■ The problem
Write out all the data again, exactly as shown.

■ Listed records
· · · ·

//! Per-viewer redaction of organizer identity and the embedded roster

use crate::core_event::{Event, ViewerContext};
use crate::storage::ParticipationStore;
use std::sync::Arc;
use tracing::warn;

/// Shapes an event for one viewer.
///
/// Works on per-request copies only; nothing is written back to the store.
pub struct PrivacyRedactor {
    participations: Arc<dyn ParticipationStore>,
    placeholder: String,
}

impl PrivacyRedactor {
    pub fn new(participations: Arc<dyn ParticipationStore>, placeholder: impl Into<String>) -> Self {
        Self {
            participations,
            placeholder: placeholder.into(),
        }
    }

    /// Text that replaces a hidden organizer's name
    pub fn placeholder(&self) -> &str {
        &self.placeholder
    }

    /// Return a redacted copy of `event`
    pub fn apply(&self, event: &Event, viewer: &ViewerContext) -> Event {
        let mut view = event.clone();
        self.apply_in_place(&mut view, viewer);
        view
    }

    /// Redact a per-request event value. Applying twice changes nothing.
    pub fn apply_in_place(&self, event: &mut Event, viewer: &ViewerContext) {
        if viewer.admin || viewer.is_owner_of(event.owner_id) {
            return;
        }

        let participant = self.viewer_participates(event, viewer);
        event.viewer_is_participant = Some(participant);

        if event.privacy.hide_organizer_until_joined && !participant {
            event.organizer_name = self.placeholder.clone();
            event.organizer_email = None;
        } else if !viewer.verified {
            event.organizer_email = None;
        }

        if event.privacy.hide_participants_until_joined && !participant {
            event.participants.clear();
        }
    }

    fn viewer_participates(&self, event: &Event, viewer: &ViewerContext) -> bool {
        let Some(user_id) = viewer.user_id else {
            return false;
        };

        // A precomputed `false` may belong to another (or no) viewer
        if event.viewer_is_participant == Some(true) {
            return true;
        }

        match self.participations.is_participant(event.id, user_id) {
            Ok(participant) => participant,
            Err(err) => {
                // Redact as a non-participant rather than leak hidden fields
                warn!(
                    event_id = %event.id,
                    viewer = %user_id,
                    error = %err,
                    "Participation lookup failed during redaction"
                );
                false
            }
        }
    }
}

#[cfg(test)]
mod tests {
    use super::*;
    use crate::core_event::{EventId, Participant, PrivacySettings, Timestamp, UserId};
    use crate::storage::{AdmitOutcome, StoreError, StoreResult};

    /// Participation store with a fixed answer (or a fixed failure)
    struct FixedParticipation(Option<bool>);

    impl ParticipationStore for FixedParticipation {
        fn is_participant(&self, _: EventId, _: UserId) -> StoreResult<bool> {
            self.0
                .ok_or_else(|| StoreError::Task("connection reset".to_string()))
        }
        fn participants(&self, _: EventId) -> StoreResult<Vec<Participant>> {
            Ok(Vec::new())
        }
        fn participant_count(&self, _: EventId) -> StoreResult<u32> {
            Ok(0)
        }
        fn admit(&self, _: EventId, _: UserId, _: Timestamp) -> StoreResult<AdmitOutcome> {
            Ok(AdmitOutcome::Admitted)
        }
        fn remove_participant(&self, _: EventId, _: UserId) -> StoreResult<bool> {
            Ok(false)
        }
    }

    fn redactor(answer: Option<bool>) -> PrivacyRedactor {
        PrivacyRedactor::new(Arc::new(FixedParticipation(answer)), "Join to see organizer")
    }

    fn hidden_event() -> Event {
        Event {
            id: EventId(1),
            owner_id: UserId(1),
            slug: "secret-supper".to_string(),
            title: "Secret supper".to_string(),
            capacity: Some(8),
            privacy: PrivacySettings {
                hide_organizer_until_joined: true,
                hide_participants_until_joined: true,
                ..Default::default()
            },
            organizer_name: "Alice".to_string(),
            organizer_email: Some("alice@example.com".to_string()),
            participants: vec![Participant {
                user_id: UserId(2),
                name: "Bob".to_string(),
                email: Some("bob@example.com".to_string()),
                bio: None,
                languages: Some("en,de".to_string()),
                joined_at: Timestamp::from_millis(5),
            }],
            participant_count: 1,
            viewer_is_participant: None,
            created_at: Timestamp::from_millis(0),
        }
    }

    #[test]
    fn test_owner_and_admin_see_everything() {
        let event = hidden_event();
        let r = redactor(Some(false));
        assert_eq!(r.apply(&event, &ViewerContext::registered(UserId(1))), event);
        assert_eq!(r.apply(&event, &ViewerContext::anonymous().admin()), event);
    }

    #[test]
    fn test_non_participant_gets_placeholder_and_no_roster() {
        let event = hidden_event();
        let view = redactor(Some(false)).apply(&event, &ViewerContext::registered(UserId(3)).verified());

        assert_eq!(view.organizer_name, "Join to see organizer");
        assert_eq!(view.organizer_email, None);
        assert!(view.participants.is_empty());
        assert_eq!(view.participant_count, 1);
        assert_eq!(view.viewer_is_participant, Some(false));
        // Source left untouched
        assert_eq!(event.organizer_name, "Alice");
    }

    #[test]
    fn test_verified_participant_sees_organizer() {
        let view = redactor(Some(true)).apply(&hidden_event(), &ViewerContext::registered(UserId(2)).verified());
        assert_eq!(view.organizer_name, "Alice");
        assert_eq!(view.organizer_email.as_deref(), Some("alice@example.com"));
        assert_eq!(view.participants.len(), 1);
    }

    #[test]
    fn test_unverified_participant_loses_only_contact() {
        let view = redactor(Some(true)).apply(&hidden_event(), &ViewerContext::registered(UserId(2)));
        assert_eq!(view.organizer_name, "Alice");
        assert_eq!(view.organizer_email, None);
        assert_eq!(view.participants.len(), 1);
    }

    #[test]
    fn test_precomputed_flag_wins_over_lookup() {
        let mut event = hidden_event();
        event.viewer_is_participant = Some(true);
        // The store would say "no", but the flag is trusted
        let view = redactor(Some(false)).apply(&event, &ViewerContext::registered(UserId(2)).verified());
        assert_eq!(view.organizer_name, "Alice");
    }

    #[test]
    fn test_precomputed_false_is_rechecked() {
        let mut event = hidden_event();
        event.viewer_is_participant = Some(false);
        let view = redactor(Some(true)).apply(&event, &ViewerContext::registered(UserId(2)).verified());
        assert_eq!(view.organizer_name, "Alice");
        assert_eq!(view.participants.len(), 1);
        assert_eq!(view.viewer_is_participant, Some(true));
    }

    #[test]
    fn test_lookup_failure_redacts_as_non_participant() {
        let view = redactor(None).apply(&hidden_event(), &ViewerContext::registered(UserId(2)).verified());
        assert_eq!(view.organizer_name, "Join to see organizer");
        assert!(view.participants.is_empty());
    }

    #[test]
    fn test_apply_is_idempotent() {
        let r = redactor(Some(false));
        let viewers = [
            ViewerContext::anonymous(),
            ViewerContext::registered(UserId(3)),
            ViewerContext::registered(UserId(3)).verified(),
            ViewerContext::registered(UserId(2)),
        ];
        for viewer in viewers {
            let once = r.apply(&hidden_event(), &viewer);
            let twice = r.apply(&once, &viewer);
            assert_eq!(once, twice);
        }
    }

    #[test]
    fn test_open_event_unverified_viewer() {
        let mut event = hidden_event();
        event.privacy = PrivacySettings::default();
        let view = redactor(Some(false)).apply(&event, &ViewerContext::anonymous());
        assert_eq!(view.organizer_name, "Alice");
        assert_eq!(view.organizer_email, None);
        assert_eq!(view.participants.len(), 1);
    }
}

· · · ·

■ Answer for the task
//! Per-viewer redaction of organizer identity and the embedded roster

use crate::core_event::{Event, ViewerContext};
use crate::storage::ParticipationStore;
use std::sync::Arc;
use tracing::warn;

/// Shapes an event for one viewer.
///
/// Works on per-request copies only; nothing is written back to the store.
pub struct PrivacyRedactor {
    participations: Arc<dyn ParticipationStore>,
    placeholder: String,
}

impl PrivacyRedactor {
    pub fn new(participations: Arc<dyn ParticipationStore>, placeholder: impl Into<String>) -> Self {
        Self {
            participations,
            placeholder: placeholder.into(),
        }
    }

    /// Text that replaces a hidden organizer's name
    pub fn placeholder(&self) -> &str {
        &self.placeholder
    }

    /// Return a redacted copy of `event`
    pub fn apply(&self, event: &Event, viewer: &ViewerContext) -> Event {
        let mut view = event.clone();
        self.apply_in_place(&mut view, viewer);
        view
    }

    /// Redact a per-request event value. Applying twice changes nothing.
    pub fn apply_in_place(&self, event: &mut Event, viewer: &ViewerContext) {
        if viewer.admin || viewer.is_owner_of(event.owner_id) {
            return;
        }

        let participant = self.viewer_participates(event, viewer);
        event.viewer_is_participant = Some(participant);

        if event.privacy.hide_organizer_until_joined && !participant {
            event.organizer_name = self.placeholder.clone();
            event.organizer_email = None;
        } else if !viewer.verified {
            event.organizer_email = None;
        }

        if event.privacy.hide_participants_until_joined && !participant {
            event.participants.clear();
        }
    }

    fn viewer_participates(&self, event: &Event, viewer: &ViewerContext) -> bool {
        let Some(user_id) = viewer.user_id else {
            return false;
        };

        // A precomputed `false` may belong to another (or no) viewer
        if event.viewer_is_participant == Some(true) {
            return true;
        }

        match self.participations.is_participant(event.id, user_id) {
            Ok(participant) => participant,
            Err(err) => {
                // Redact as a non-participant rather than leak hidden fields
                warn!(
                    event_id = %event.id,
                    viewer = %user_id,
                    error = %err,
                    "Participation lookup failed during redaction"
                );
                false
            }
        }
    }
}

#[cfg(test)]
mod tests {
    use super::*;
    use crate::core_event::{EventId, Participant, PrivacySettings, Timestamp, UserId};
    use crate::storage::{AdmitOutcome, StoreError, StoreResult};

    /// Participation store with a fixed answer (or a fixed failure)
    struct FixedParticipation(Option<bool>);

    impl ParticipationStore for FixedParticipation {
        fn is_participant(&self, _: EventId, _: UserId) -> StoreResult<bool> {
            self.0
                .ok_or_else(|| StoreError::Task("connection reset".to_string()))
        }
        fn participants(&self, _: EventId) -> StoreResult<Vec<Participant>> {
            Ok(Vec::new())
        }
        fn participant_count(&self, _: EventId) -> StoreResult<u32> {
            Ok(0)
        }
        fn admit(&self, _: EventId, _: UserId, _: Timestamp) -> StoreResult<AdmitOutcome> {
            Ok(AdmitOutcome::Admitted)
        }
        fn remove_participant(&self, _: EventId, _: UserId) -> StoreResult<bool> {
            Ok(false)
        }
    }

    fn redactor(answer: Option<bool>) -> PrivacyRedactor {
        PrivacyRedactor::new(Arc::new(FixedParticipation(answer)), "Join to see organizer")
    }

    fn hidden_event() -> Event {
        Event {
            id: EventId(1),
            owner_id: UserId(1),
            slug: "secret-supper".to_string(),
            title: "Secret supper".to_string(),
            capacity: Some(8),
            privacy: PrivacySettings {
                hide_organizer_until_joined: true,
                hide_participants_until_joined: true,
                ..Default::default()
            },
            organizer_name: "Alice".to_string(),
            organizer_email: Some("alice@example.com".to_string()),
            participants: vec![Participant {
                user_id: UserId(2),
                name: "Bob".to_string(),
                email: Some("bob@example.com".to_string()),
                bio: None,
                languages: Some("en,de".to_string()),
                joined_at: Timestamp::from_millis(5),
            }],
            participant_count: 1,
            viewer_is_participant: None,
            created_at: Timestamp::from_millis(0),
        }
    }

    #[test]
    fn test_owner_and_admin_see_everything() {
        let event = hidden_event();
        let r = redactor(Some(false));
        assert_eq!(r.apply(&event, &ViewerContext::registered(UserId(1))), event);
        assert_eq!(r.apply(&event, &ViewerContext::anonymous().admin()), event);
    }

    #[test]
    fn test_non_participant_gets_placeholder_and_no_roster() {
        let event = hidden_event();
        let view = redactor(Some(false)).apply(&event, &ViewerContext::registered(UserId(3)).verified());

        assert_eq!(view.organizer_name, "Join to see organizer");
        assert_eq!(view.organizer_email, None);
        assert!(view.participants.is_empty());
        assert_eq!(view.participant_count, 1);
        assert_eq!(view.viewer_is_participant, Some(false));
        // Source left untouched
        assert_eq!(event.organizer_name, "Alice");
    }

    #[test]
    fn test_verified_participant_sees_organizer() {
        let view = redactor(Some(true)).apply(&hidden_event(), &ViewerContext::registered(UserId(2)).verified());
        assert_eq!(view.organizer_name, "Alice");
        assert_eq!(view.organizer_email.as_deref(), Some("alice@example.com"));
        assert_eq!(view.participants.len(), 1);
    }

    #[test]
    fn test_unverified_participant_loses_only_contact() {
        let view = redactor(Some(true)).apply(&hidden_event(), &ViewerContext::registered(UserId(2)));
        assert_eq!(view.organizer_name, "Alice");
        assert_eq!(view.organizer_email, None);
        assert_eq!(view.participants.len(), 1);
    }

    #[test]
    fn test_precomputed_flag_wins_over_lookup() {
        let mut event = hidden_event();
        event.viewer_is_participant = Some(true);
        // The store would say "no", but the flag is trusted
        let view = redactor(Some(false)).apply(&event, &ViewerContext::registered(UserId(2)).verified());
        assert_eq!(view.organizer_name, "Alice");
    }

    #[test]
    fn test_precomputed_false_is_rechecked() {
        let mut event = hidden_event();
        event.viewer_is_participant = Some(false);
        let view = redactor(Some(true)).apply(&event, &ViewerContext::registered(UserId(2)).verified());
        assert_eq!(view.organizer_name, "Alice");
        assert_eq!(view.participants.len(), 1);
        assert_eq!(view.viewer_is_participant, Some(true));
    }

    #[test]
    fn test_lookup_failure_redacts_as_non_participant() {
        let view = redactor(None).apply(&hidden_event(), &ViewerContext::registered(UserId(2)).verified());
        assert_eq!(view.organizer_name, "Join to see organizer");
        assert!(view.participants.is_empty());
    }

    #[test]
    fn test_apply_is_idempotent() {
        let r = redactor(Some(false));
        let viewers = [
            ViewerContext::anonymous(),
            ViewerContext::registered(UserId(3)),
            ViewerContext::registered(UserId(3)).verified(),
            ViewerContext::registered(UserId(2)),
        ];
        for viewer in viewers {
            let once = r.apply(&hidden_event(), &viewer);
            let twice = r.apply(&once, &viewer);
            assert_eq!(once, twice);
        }
    }

    #[test]
    fn test_open_event_unverified_viewer() {
        let mut event = hidden_event();
        event.privacy = PrivacySettings::default();
        let view = redactor(Some(false)).apply(&event, &ViewerContext::anonymous());
        assert_eq!(view.organizer_name, "Alice");
        assert_eq!(view.organizer_email, None);
        assert_eq!(view.participants.len(), 1);
    }
}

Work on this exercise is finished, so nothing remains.